The annual meeting of the Woman’s Home Missionary Society of the Central Pennsylvania Conference was held November 11-13, 1914, in the First Methodist Episcopal Church (now Wesley UMC) of Tyrone. The 167 persons enrolled heard addresses by superintendents Rev. B.H. Mosser (Juniata District) and Rev. S.B. Evans (Altoona District), and by Mrs. Hobbs Woodcock, general secretary of Home Guards and Mothers’ Jewels. The program also included a bond-burning service celebrating final payment on the Anthracite Slavic Mission Home at Hazelton and a “History Sketch of Central Pennsylvania Conference Woman’s Home Missionary Society.” The WHMS of 1914 included three divisions for young people: Queen Esther Circles for girls 16 and older, Home Guards for boys and girls ages six to 16, and Mothers’ Jewels for boys and girls younger than six years old.

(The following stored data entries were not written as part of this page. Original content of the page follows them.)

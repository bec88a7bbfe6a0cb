use std::sync::Arc;

use anyhow::{anyhow, Result};
use clap::Parser;
use eframe::egui;
use log::{error, warn};

mod app;
mod bbox;
mod categories;
mod config;
mod drawing;
mod error;
mod geometry;
mod imaging;
mod queue;
mod session;
mod storage;

use app::{FatalApp, SorterApp};
use config::Config;
use session::Session;

const APP_TITLE: &str = "Image Sorter";

fn native_options(config: &Config) -> eframe::NativeOptions {
    let mut viewport = egui::ViewportBuilder::default()
        .with_title(APP_TITLE)
        .with_inner_size([
            config.display_width as f32 * 2.0 + 48.0,
            config.display_height as f32 + 140.0,
        ]);
    if let Some(path) = config.icon_path() {
        match imaging::load_icon(&path) {
            Ok((rgba, width, height)) => {
                viewport = viewport.with_icon(Arc::new(egui::viewport::IconData { rgba, width, height }));
            }
            Err(e) => warn!("ignoring window icon: {}", e),
        }
    }
    eframe::NativeOptions { viewport, ..Default::default() }
}

fn main() -> Result<()> {
    env_logger::init();
    let config = Config::parse();
    let options = native_options(&config);

    let session = match Session::open(&config) {
        Ok(s) => s,
        Err(e) => {
            error!("{}", e);
            let message = if e.is_fatal() {
                e.to_string()
            } else {
                format!("Cannot start: {}", e)
            };
            let shown = eframe::run_native(
                APP_TITLE,
                options,
                Box::new(move |cc| {
                    cc.egui_ctx.set_visuals(egui::Visuals::dark());
                    Box::new(FatalApp::new(message))
                }),
            );
            if let Err(window) = shown {
                warn!("could not show startup error window: {}", window);
            }
            return Err(e.into());
        }
    };

    let app = SorterApp::new(session, &config);
    eframe::run_native(
        APP_TITLE,
        options,
        Box::new(move |cc| {
            cc.egui_ctx.set_visuals(egui::Visuals::dark());
            Box::new(app)
        }),
    )
    .map_err(|e| anyhow!("{}", e))
}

One hundred years ago in the Methodist Episcopal Church, there was also a separate Woman’s Foreign Missionary Society with two children’s divisions – Kings Heralds for children from eight to 14 years old, and Little Light Bearers for children younger than eight years old.
December 50 years ago
December 20, 1964, was Golden Cross Sunday for the congregations of the Central Pennsylvania Conference of the Methodist Church. The annual offering included a new beneficiary in 1964. In addition to the Methodist Home for Children in Mechanicsburg and Epworth Manor in Tyrone, the new retirement home at Bethany Village now received funds. The facility officially opened October 1 and hosted 1,000 persons on October 31 for tours and a consecration service led by resident Bishop Newell S. Booth. Included in the original complex were 94 apartments, a dining hall, four lounges, a solarium, a library, and a 22-bed skilled care unit. By the end of the year, all 108 spaces in the facility had been allotted. Promotional literature announced that “the home has a residential rather than institutional character and is designed for future expansion.”